## EXERCISE BRIEF
Go through the data below and count every line that has the word "NotFound". Return only the count.

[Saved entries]
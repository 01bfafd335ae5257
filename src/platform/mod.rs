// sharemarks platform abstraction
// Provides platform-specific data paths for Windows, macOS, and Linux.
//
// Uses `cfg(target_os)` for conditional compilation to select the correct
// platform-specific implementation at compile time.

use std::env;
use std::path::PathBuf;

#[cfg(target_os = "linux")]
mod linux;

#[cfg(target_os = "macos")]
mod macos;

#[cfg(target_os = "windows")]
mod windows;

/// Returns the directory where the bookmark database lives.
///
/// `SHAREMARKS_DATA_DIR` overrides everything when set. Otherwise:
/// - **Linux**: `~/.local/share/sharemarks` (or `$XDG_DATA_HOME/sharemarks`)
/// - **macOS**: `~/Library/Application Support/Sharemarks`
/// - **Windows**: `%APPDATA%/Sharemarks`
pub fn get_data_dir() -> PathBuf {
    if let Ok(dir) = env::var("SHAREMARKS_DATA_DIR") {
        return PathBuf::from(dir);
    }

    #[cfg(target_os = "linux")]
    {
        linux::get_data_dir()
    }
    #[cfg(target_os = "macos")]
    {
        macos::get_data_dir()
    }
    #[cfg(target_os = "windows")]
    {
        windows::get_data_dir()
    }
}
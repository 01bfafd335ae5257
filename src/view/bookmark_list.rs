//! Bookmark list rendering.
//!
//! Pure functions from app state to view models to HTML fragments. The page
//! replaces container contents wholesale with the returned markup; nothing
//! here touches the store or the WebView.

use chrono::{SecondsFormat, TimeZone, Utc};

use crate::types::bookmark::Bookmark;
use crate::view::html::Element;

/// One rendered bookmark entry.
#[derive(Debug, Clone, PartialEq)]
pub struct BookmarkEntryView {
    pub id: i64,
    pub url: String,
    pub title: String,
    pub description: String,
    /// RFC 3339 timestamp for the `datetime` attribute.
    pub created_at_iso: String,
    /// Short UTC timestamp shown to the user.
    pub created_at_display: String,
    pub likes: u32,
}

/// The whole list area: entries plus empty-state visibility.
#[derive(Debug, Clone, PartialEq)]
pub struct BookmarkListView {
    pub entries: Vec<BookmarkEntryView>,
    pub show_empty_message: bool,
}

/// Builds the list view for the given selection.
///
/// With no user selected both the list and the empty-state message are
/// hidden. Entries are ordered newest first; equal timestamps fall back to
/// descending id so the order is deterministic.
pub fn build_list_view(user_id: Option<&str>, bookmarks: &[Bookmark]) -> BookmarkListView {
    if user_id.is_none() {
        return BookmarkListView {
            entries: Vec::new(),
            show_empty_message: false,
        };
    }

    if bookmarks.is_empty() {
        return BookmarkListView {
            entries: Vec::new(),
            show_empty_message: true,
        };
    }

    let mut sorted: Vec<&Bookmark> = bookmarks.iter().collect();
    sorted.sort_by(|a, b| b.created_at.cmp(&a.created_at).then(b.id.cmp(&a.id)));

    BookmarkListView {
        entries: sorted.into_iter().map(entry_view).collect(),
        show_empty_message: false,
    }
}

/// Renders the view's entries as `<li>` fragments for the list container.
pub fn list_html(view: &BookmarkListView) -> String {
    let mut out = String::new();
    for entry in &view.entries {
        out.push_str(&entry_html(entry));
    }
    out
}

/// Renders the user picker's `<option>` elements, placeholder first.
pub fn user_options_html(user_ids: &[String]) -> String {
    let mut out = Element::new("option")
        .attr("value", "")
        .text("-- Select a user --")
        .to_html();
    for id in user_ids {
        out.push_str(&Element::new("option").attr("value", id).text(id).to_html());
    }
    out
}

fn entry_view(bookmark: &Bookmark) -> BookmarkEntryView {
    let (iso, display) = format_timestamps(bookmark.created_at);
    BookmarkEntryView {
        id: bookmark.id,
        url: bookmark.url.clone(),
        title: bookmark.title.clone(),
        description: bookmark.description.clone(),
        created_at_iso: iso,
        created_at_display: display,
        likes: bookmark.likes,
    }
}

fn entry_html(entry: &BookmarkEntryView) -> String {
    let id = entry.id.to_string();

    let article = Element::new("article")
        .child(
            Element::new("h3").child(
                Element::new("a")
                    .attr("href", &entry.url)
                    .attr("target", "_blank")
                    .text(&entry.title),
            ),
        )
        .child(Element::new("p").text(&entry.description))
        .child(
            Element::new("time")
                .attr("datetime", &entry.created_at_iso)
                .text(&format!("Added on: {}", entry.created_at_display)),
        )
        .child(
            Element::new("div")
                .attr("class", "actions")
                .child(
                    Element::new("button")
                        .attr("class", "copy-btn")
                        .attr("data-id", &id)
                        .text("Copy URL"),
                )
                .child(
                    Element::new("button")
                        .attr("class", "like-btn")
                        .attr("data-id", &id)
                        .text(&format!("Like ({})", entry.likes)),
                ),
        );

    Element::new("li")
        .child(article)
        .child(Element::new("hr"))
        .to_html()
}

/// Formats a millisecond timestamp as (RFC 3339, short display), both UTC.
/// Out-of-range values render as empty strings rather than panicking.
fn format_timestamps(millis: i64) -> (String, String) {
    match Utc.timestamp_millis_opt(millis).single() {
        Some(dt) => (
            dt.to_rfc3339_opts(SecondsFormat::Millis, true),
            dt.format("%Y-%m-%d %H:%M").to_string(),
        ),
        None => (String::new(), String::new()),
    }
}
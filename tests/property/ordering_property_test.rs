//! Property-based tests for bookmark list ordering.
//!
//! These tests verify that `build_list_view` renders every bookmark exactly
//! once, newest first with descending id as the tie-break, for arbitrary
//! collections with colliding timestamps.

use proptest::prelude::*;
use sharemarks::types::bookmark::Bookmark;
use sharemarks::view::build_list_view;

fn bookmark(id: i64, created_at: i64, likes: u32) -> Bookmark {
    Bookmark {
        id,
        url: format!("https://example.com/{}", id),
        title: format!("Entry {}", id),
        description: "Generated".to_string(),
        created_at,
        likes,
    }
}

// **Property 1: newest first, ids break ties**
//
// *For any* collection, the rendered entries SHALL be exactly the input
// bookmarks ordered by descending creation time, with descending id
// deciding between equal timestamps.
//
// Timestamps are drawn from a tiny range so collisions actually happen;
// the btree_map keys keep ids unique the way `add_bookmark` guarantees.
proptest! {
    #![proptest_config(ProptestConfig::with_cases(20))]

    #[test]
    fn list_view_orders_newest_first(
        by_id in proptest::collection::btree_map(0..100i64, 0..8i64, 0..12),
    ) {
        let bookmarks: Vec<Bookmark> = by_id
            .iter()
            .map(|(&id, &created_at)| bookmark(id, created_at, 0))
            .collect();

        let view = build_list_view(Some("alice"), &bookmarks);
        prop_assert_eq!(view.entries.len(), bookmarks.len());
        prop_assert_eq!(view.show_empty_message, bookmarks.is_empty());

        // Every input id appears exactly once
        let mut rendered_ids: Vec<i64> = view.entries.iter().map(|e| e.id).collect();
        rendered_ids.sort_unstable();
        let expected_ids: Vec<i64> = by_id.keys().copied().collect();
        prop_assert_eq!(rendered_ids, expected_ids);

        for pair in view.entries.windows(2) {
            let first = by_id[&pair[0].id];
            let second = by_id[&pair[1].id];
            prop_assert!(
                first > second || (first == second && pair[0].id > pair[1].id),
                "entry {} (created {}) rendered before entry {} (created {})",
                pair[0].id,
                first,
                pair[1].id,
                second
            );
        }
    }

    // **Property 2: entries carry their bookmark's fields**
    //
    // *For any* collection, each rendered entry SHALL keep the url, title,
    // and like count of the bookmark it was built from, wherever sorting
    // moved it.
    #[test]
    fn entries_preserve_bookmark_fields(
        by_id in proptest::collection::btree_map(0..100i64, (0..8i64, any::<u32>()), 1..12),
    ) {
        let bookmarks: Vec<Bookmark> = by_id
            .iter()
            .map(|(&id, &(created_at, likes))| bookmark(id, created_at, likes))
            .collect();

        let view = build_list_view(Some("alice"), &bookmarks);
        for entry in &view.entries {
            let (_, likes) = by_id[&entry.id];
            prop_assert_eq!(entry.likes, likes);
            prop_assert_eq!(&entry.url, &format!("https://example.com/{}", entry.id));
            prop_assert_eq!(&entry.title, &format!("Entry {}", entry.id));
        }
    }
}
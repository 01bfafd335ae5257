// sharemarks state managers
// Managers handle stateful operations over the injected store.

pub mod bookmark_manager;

* * *

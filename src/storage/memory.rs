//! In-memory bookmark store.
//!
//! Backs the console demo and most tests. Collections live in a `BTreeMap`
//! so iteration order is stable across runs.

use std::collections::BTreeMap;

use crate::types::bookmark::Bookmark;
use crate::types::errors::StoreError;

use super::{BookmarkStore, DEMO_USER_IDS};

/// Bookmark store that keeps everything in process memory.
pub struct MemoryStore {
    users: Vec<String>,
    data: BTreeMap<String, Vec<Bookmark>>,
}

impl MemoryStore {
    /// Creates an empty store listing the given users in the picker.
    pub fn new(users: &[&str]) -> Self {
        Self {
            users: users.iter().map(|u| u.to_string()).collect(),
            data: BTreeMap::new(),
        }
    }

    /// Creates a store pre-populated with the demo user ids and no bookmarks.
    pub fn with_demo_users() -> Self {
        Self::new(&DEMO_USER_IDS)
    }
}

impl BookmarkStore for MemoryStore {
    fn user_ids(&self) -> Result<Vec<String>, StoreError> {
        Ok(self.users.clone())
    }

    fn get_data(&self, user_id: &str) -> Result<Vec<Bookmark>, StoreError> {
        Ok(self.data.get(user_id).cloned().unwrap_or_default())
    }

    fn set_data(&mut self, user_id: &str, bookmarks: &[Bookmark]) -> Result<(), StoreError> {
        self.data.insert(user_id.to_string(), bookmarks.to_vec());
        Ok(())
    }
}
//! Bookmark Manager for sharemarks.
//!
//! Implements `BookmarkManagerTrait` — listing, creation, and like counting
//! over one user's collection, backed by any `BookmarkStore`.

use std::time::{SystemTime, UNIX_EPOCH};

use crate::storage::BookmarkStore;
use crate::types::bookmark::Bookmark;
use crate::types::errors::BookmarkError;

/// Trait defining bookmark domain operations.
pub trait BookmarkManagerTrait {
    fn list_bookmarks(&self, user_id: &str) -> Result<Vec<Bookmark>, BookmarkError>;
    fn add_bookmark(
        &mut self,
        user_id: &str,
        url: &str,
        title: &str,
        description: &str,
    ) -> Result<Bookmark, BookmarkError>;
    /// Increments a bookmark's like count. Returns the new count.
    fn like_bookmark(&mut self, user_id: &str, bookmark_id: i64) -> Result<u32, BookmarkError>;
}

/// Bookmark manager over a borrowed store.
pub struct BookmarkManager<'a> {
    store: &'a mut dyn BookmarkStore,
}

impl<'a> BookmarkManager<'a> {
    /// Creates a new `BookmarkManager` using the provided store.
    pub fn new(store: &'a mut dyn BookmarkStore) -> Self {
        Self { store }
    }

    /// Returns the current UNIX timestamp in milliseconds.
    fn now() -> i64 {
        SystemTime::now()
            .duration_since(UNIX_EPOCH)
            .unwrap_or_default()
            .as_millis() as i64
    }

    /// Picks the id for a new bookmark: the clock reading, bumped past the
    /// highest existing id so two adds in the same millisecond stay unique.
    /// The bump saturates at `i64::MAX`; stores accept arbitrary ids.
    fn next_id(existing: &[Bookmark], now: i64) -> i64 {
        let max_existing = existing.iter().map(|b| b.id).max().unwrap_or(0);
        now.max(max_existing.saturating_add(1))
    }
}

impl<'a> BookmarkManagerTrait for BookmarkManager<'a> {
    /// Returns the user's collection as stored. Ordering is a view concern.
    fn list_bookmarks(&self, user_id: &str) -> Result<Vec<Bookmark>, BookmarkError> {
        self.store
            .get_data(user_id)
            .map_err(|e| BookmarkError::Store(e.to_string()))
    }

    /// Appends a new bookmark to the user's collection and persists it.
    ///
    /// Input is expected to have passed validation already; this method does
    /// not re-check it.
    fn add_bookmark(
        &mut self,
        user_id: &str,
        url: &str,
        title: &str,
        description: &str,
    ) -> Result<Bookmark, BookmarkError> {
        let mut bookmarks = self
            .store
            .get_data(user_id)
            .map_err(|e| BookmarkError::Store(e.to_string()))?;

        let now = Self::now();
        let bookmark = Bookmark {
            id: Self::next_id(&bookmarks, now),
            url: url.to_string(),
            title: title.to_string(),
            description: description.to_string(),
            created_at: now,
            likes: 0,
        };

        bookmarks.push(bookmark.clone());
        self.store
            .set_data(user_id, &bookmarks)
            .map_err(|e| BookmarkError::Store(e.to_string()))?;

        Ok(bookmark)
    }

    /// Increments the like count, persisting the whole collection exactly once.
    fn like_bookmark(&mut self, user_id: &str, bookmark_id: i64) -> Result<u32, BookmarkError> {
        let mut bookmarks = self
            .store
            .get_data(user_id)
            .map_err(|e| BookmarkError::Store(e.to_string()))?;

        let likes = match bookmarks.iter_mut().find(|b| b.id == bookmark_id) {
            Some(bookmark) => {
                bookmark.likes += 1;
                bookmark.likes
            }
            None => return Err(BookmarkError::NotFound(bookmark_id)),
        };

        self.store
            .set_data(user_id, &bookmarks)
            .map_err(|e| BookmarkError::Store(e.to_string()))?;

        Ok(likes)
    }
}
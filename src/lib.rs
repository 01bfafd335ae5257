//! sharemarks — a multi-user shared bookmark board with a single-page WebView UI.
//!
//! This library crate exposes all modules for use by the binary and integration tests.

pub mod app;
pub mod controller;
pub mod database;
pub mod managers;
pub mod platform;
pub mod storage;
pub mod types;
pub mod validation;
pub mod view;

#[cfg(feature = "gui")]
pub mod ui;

--

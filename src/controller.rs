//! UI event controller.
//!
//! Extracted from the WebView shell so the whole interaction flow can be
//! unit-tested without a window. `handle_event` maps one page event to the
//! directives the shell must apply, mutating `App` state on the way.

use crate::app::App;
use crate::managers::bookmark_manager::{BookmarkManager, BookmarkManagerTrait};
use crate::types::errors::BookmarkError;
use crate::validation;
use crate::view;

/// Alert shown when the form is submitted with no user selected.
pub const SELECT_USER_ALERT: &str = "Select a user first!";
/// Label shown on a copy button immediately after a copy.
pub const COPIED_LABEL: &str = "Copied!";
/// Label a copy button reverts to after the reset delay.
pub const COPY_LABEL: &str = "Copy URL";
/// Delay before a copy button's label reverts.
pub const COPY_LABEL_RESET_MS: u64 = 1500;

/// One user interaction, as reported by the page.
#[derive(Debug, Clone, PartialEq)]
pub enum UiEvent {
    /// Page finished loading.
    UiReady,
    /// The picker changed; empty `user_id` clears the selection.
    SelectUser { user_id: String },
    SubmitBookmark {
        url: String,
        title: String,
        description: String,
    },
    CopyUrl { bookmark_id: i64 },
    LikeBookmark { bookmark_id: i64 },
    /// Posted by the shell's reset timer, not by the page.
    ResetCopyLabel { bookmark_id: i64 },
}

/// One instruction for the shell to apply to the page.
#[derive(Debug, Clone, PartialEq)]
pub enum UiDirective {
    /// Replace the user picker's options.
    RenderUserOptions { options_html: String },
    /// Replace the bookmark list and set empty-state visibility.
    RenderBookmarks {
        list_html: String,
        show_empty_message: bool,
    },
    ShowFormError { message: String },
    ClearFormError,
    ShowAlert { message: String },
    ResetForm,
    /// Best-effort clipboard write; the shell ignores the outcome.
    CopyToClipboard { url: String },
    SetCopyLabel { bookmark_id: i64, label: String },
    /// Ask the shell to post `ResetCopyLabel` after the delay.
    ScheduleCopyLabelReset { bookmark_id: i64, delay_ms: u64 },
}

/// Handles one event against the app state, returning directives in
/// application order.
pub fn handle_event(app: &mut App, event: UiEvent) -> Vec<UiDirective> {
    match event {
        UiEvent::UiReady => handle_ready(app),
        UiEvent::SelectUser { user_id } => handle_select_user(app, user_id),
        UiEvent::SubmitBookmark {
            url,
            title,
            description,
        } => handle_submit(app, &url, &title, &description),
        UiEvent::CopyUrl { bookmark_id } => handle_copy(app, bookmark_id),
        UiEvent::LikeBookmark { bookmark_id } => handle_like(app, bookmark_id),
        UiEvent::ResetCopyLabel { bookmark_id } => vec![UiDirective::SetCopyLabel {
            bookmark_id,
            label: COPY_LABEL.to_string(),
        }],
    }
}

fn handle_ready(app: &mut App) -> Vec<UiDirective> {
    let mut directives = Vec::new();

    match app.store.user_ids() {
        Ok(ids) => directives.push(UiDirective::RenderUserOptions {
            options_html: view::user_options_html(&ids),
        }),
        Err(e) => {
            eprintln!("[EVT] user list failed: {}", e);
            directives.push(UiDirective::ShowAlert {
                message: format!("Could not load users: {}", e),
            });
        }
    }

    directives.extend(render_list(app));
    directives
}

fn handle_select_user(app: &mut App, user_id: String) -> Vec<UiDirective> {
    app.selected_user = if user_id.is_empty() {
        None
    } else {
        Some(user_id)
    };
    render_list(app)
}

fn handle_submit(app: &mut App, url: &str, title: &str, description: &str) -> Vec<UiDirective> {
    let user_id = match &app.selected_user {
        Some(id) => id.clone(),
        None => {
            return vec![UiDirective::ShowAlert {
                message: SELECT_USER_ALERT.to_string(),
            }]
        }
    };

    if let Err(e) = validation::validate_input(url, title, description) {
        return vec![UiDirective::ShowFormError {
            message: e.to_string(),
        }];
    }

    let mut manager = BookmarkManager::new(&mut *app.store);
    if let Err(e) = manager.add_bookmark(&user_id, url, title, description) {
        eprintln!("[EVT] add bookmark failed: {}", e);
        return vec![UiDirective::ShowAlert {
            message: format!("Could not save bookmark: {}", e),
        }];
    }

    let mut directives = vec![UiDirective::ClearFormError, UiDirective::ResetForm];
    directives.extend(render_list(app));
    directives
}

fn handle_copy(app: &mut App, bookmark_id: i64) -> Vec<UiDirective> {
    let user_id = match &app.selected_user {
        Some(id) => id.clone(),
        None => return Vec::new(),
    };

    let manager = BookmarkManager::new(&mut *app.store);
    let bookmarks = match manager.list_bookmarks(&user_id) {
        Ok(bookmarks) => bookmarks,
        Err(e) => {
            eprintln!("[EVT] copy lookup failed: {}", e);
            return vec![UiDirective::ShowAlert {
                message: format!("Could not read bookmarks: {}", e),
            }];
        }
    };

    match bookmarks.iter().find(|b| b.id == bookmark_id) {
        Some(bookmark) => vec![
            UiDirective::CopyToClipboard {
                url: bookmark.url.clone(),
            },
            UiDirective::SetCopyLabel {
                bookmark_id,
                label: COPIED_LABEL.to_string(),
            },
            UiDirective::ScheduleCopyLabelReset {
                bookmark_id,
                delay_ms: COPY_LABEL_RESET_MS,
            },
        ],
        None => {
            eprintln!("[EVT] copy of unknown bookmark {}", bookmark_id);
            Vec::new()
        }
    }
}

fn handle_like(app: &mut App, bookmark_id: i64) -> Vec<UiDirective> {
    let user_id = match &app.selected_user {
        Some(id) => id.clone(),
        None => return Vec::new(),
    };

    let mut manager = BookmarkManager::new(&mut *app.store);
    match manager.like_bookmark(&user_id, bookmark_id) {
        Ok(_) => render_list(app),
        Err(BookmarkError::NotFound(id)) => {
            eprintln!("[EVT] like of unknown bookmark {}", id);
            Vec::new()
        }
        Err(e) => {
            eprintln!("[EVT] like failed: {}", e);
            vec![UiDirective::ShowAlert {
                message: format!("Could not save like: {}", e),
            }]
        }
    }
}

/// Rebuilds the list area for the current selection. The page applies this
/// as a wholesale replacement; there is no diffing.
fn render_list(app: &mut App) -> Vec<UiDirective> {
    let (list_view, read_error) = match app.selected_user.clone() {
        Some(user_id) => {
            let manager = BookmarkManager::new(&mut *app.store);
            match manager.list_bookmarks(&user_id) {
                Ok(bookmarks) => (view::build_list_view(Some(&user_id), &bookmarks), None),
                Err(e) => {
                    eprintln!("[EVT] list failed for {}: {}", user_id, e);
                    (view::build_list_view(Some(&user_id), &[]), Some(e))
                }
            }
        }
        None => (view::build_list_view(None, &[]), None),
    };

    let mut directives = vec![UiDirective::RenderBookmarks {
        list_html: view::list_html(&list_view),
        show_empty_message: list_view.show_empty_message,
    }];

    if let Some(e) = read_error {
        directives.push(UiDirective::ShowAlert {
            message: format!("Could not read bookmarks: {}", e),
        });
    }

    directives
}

## RESULT
2